M. Saied a réussi à gagner la confiance de cette jeunesse dans les quartiers et les régions de l'intérieur, non pas à travers les promesses mais en apportant des réponses à l'échec de la démocratie représentative, a dit Mme Lamloum.

Un mélange de jeune et de vieux

Si l'universitaire assume des positions conservatrices concernant les libertés individuelles pourtant chères à de nombreux jeunes, ceux-ci voient avant tout l'homme qui n'a cessé de les appeler à trouver par eux-mêmes des solutions.

Les jeunes bricolent entre ces éléments, modernités, traditions, il n'y a plus ce clivage, estime le sociologue Mohamed Jouili.

Kais Saied a promis de remettre en cause la verticalité du pouvoir et de changer la règle du jeu politique qui est à l'origine de l'exclusion et de la marginalisation des jeunes, a souligné Mme Lamloum.

Il incarne pour eux une promesse de démocratie réelle, de dignité, de rupture avec une classe politique déconnectée du peuple, obsédée par le pouvoir et par ses privilèges, estime-t-elle.

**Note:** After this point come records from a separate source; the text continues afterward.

mod header;
mod new_task_bar;
mod permission_banner;
mod task_item;
mod task_section;

pub use header::Header;
pub use new_task_bar::{
  NewTaskBar,
  can_submit
};
pub use permission_banner::PermissionBanner;
pub use task_item::TaskItem;
pub use task_section::TaskSection;
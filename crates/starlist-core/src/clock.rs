use std::cell::Cell;

use chrono::{
  DateTime,
  Duration,
  Utc
};

/// Source of "now" for overdue checks
/// and the live clock.
pub trait Clock {
  fn now(&self) -> DateTime<Utc>;
}

#[derive(
  Debug, Clone, Copy, Default,
)]
pub struct SystemClock;

impl Clock for SystemClock {
  fn now(&self) -> DateTime<Utc> {
    Utc::now()
  }
}

/// A clock that only moves when told
/// to.
#[derive(Debug)]
pub struct ManualClock {
  now: Cell<DateTime<Utc>>
}

impl ManualClock {
  pub fn new(
    start: DateTime<Utc>
  ) -> Self {
    Self {
      now: Cell::new(start)
    }
  }

  pub fn set(
    &self,
    now: DateTime<Utc>
  ) {
    self.now.set(now);
  }

  pub fn advance(
    &self,
    step: Duration
  ) {
    self.now.set(self.now.get() + step);
  }
}

impl Clock for ManualClock {
  fn now(&self) -> DateTime<Utc> {
    self.now.get()
  }
}

impl<C: Clock + ?Sized> Clock for &C {
  fn now(&self) -> DateTime<Utc> {
    (**self).now()
  }
}

#[cfg(test)]
mod tests {
  use chrono::TimeZone;

  use super::*;

  #[test]
  fn manual_clock_moves_only_on_request(
  ) {
    let start = Utc
      .with_ymd_and_hms(
        2024, 1, 1, 9, 0, 0
      )
      .single()
      .expect("valid instant");
    let clock = ManualClock::new(start);

    assert_eq!(clock.now(), start);
    clock.advance(Duration::seconds(1));
    assert_eq!(
      clock.now(),
      start + Duration::seconds(1)
    );
  }
}
use std::time::Duration;

use anyhow::Context;

use crate::rpc::{
  Transport,
  TransportResponse
};

const REQUEST_TIMEOUT: Duration =
  Duration::from_secs(15);

/// Native HTTP transport for the
/// terminal client.
#[derive(Debug, Clone)]
pub struct ReqwestTransport {
  client: reqwest::Client
}

impl ReqwestTransport {
  pub fn new() -> anyhow::Result<Self> {
    let client = reqwest::Client::builder()
      .timeout(REQUEST_TIMEOUT)
      .user_agent(concat!(
        "starlist/",
        env!("CARGO_PKG_VERSION")
      ))
      .build()
      .context(
        "failed to build http client"
      )?;
    Ok(Self {
      client
    })
  }
}

impl Transport for ReqwestTransport {
  #[tracing::instrument(skip(self, body), fields(body_len = body.len()))]
  async fn post_json(
    &self,
    url: &str,
    body: String
  ) -> anyhow::Result<TransportResponse> {
    let response = self
      .client
      .post(url)
      .header(
        reqwest::header::CONTENT_TYPE,
        "application/json"
      )
      .body(body)
      .send()
      .await
      .with_context(|| {
        format!("request to {url} failed")
      })?;

    let status = response.status().as_u16();
    let body =
      response.text().await.with_context(
        || {
          format!(
            "failed to read response from \
             {url}"
          )
        }
      )?;
    tracing::debug!(
      status,
      body_len = body.len(),
      "rpc response"
    );

    Ok(TransportResponse {
      status,
      body
    })
  }
}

Pour M. Jouili, le futur président a su ces dernières années établir une relation de confiance forte avec les jeunes en les rencontrant partout dans le pays, ce qui lui a permis de construire autour de lui une ceinture de jeunes ayant mené sa campagne.

Le quotidien francophone La Presse se réjouit de voir du nord au sud du pays, un regain d'intérêt chez les jeunes en faveur de la participation au vote, ce qui a dopé l'affluence en direction des urnes et c'est tant mieux!.

La participation a été dans l'ensemble plus élevée dimanche, dépassant les 57 %, alors que seul un électeur sur deux s'était déplacé au premier tour, et encore moins aux législatives du 6 octobre.

Une vigoureuse campagne d'inscriptions sur les listes électorales a significativement rajeuni le corps électoral : les 18-35 ans représentent désormais 63 % des électeurs selon les chiffres officiels.

Les résultats officiels ne permettent pas encore de savoir quelle a été la participation des jeunes, mais tout indique qu'elle a augmenté.

Le jour de l'élection, des milliers de jeunes se sont organisés, plus ou moins spontanément, pour faire du covoiturage afin d'aller voter.